> Problem requirements
Reproduce verbatim the lines of the material below, starting at the line with "pub mod request;" and ending at the line with "use tracing::info;", both inclusive; skip the rest.

Top of Task data

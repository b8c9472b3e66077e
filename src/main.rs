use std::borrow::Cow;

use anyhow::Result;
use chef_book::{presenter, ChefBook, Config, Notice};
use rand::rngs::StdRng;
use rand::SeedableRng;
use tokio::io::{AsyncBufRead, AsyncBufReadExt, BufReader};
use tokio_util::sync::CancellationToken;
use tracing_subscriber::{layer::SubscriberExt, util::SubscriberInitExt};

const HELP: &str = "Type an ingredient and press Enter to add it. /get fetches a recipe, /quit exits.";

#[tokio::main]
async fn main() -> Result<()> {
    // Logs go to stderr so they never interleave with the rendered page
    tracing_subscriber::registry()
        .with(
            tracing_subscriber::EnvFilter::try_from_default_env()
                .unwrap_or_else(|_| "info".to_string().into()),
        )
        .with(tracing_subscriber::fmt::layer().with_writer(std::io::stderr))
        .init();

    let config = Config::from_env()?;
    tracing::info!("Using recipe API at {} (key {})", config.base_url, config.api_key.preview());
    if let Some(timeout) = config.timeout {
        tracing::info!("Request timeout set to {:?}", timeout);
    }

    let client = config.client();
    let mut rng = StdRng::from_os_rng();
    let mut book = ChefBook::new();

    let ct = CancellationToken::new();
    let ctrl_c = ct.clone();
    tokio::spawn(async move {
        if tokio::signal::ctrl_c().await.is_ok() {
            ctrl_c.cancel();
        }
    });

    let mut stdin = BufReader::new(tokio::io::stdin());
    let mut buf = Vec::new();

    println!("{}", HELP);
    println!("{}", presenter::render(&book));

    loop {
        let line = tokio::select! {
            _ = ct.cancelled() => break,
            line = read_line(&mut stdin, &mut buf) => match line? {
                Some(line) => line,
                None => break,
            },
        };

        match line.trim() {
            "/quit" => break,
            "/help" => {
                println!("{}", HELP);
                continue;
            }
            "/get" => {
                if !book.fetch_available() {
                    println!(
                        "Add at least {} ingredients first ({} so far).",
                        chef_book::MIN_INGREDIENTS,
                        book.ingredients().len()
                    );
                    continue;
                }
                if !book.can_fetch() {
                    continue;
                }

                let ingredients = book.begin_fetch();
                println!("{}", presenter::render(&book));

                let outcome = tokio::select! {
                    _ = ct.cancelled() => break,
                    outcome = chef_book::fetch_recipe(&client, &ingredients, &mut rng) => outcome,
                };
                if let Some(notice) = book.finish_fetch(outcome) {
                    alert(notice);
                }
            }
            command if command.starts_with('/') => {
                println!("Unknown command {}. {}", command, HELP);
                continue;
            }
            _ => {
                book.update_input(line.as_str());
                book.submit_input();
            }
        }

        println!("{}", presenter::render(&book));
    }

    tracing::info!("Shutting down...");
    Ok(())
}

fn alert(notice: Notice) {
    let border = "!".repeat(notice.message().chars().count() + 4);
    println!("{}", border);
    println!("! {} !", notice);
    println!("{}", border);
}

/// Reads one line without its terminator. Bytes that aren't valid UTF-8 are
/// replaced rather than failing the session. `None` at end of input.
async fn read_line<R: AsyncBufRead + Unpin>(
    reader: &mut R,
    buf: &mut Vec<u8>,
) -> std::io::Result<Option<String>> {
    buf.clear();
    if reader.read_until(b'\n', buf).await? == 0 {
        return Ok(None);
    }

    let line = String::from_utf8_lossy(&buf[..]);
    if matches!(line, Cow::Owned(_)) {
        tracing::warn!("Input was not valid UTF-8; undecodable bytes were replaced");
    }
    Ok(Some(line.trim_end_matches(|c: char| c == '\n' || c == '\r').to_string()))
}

Bottom of Task data
Top of Task data

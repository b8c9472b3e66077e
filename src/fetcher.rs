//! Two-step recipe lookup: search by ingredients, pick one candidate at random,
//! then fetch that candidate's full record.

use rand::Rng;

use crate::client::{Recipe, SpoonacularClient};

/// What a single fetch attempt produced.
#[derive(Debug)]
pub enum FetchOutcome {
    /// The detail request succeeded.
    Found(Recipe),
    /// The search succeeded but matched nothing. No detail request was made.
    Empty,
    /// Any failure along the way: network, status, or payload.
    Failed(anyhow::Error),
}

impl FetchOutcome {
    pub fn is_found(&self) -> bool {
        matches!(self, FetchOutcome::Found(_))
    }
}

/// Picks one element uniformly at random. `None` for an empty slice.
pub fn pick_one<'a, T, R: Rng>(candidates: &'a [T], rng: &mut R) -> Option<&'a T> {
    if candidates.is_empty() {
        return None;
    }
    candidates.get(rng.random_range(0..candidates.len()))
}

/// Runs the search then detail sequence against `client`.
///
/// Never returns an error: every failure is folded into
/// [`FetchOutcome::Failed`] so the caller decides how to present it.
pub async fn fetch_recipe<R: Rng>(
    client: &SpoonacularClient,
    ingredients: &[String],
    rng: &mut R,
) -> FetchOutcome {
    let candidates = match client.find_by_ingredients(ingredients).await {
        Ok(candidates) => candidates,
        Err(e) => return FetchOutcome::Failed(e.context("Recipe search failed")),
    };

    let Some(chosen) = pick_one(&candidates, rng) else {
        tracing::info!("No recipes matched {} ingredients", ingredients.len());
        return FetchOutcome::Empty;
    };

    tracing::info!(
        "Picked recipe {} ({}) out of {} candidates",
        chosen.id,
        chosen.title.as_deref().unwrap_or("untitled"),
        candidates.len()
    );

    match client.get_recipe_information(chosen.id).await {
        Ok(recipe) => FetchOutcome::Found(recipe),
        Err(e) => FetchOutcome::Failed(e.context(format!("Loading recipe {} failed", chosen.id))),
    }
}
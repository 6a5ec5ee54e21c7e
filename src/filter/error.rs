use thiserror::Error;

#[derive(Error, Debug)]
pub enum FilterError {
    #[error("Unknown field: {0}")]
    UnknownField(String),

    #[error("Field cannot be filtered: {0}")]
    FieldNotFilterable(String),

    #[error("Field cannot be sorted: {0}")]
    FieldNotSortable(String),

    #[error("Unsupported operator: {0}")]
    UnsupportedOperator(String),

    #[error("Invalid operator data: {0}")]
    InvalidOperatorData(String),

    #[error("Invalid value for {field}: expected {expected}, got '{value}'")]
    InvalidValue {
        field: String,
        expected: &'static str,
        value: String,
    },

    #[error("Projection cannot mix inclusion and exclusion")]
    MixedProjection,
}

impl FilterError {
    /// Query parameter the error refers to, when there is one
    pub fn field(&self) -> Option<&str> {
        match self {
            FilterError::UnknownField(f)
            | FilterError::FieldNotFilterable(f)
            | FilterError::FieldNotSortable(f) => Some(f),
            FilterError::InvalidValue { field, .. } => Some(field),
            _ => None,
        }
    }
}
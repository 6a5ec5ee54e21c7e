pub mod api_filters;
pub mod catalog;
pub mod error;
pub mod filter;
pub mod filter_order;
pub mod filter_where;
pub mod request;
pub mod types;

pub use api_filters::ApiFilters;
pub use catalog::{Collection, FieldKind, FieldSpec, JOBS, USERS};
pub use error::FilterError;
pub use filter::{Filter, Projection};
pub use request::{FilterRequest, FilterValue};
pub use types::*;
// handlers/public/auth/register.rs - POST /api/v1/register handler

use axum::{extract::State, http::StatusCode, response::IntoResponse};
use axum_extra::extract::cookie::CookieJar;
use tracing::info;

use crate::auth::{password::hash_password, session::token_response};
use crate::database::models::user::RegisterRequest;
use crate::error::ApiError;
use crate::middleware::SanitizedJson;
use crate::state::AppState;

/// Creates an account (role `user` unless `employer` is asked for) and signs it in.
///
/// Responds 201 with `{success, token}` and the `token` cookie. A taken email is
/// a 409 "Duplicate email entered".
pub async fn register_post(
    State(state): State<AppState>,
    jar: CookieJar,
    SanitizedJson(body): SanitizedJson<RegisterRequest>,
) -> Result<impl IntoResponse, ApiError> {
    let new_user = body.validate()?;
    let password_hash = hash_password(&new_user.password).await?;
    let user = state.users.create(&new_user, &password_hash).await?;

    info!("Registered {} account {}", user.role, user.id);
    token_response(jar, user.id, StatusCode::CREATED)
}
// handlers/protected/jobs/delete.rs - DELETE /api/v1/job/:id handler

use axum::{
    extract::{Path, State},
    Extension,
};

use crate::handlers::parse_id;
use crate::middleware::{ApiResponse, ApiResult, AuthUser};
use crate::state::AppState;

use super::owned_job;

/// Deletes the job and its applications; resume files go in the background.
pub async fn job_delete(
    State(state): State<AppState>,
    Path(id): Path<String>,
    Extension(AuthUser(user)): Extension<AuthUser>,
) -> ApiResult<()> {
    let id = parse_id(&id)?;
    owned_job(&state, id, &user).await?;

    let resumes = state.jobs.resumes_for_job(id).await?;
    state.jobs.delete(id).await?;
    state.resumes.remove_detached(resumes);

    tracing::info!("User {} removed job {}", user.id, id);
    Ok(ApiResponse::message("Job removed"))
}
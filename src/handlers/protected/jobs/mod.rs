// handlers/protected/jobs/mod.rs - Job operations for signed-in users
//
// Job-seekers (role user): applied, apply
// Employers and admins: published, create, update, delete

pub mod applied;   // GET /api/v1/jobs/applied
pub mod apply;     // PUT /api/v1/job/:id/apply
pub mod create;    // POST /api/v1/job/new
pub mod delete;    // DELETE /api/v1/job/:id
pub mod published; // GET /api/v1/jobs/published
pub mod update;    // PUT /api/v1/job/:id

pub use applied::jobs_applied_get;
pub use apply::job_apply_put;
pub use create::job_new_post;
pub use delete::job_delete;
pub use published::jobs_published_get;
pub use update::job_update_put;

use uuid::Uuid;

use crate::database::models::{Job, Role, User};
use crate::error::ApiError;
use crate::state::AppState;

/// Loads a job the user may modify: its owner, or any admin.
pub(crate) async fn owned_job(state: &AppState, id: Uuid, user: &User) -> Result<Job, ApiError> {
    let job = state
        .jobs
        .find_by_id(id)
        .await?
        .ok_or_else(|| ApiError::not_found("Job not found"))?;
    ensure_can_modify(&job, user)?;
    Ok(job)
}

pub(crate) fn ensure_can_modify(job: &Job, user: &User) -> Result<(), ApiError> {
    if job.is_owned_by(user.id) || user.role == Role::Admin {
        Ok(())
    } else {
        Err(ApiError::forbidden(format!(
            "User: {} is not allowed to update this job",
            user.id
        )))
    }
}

Bottom of Task data

> Result of this task
pub mod request;
pub mod types;

pub use api_filters::ApiFilters;
pub use catalog::{Collection, FieldKind, FieldSpec, JOBS, USERS};
pub use error::FilterError;
pub use filter::{Filter, Projection};
pub use request::{FilterRequest, FilterValue};
pub use types::*;
// handlers/public/auth/register.rs - POST /api/v1/register handler

use axum::{extract::State, http::StatusCode, response::IntoResponse};
use axum_extra::extract::cookie::CookieJar;
use tracing::info;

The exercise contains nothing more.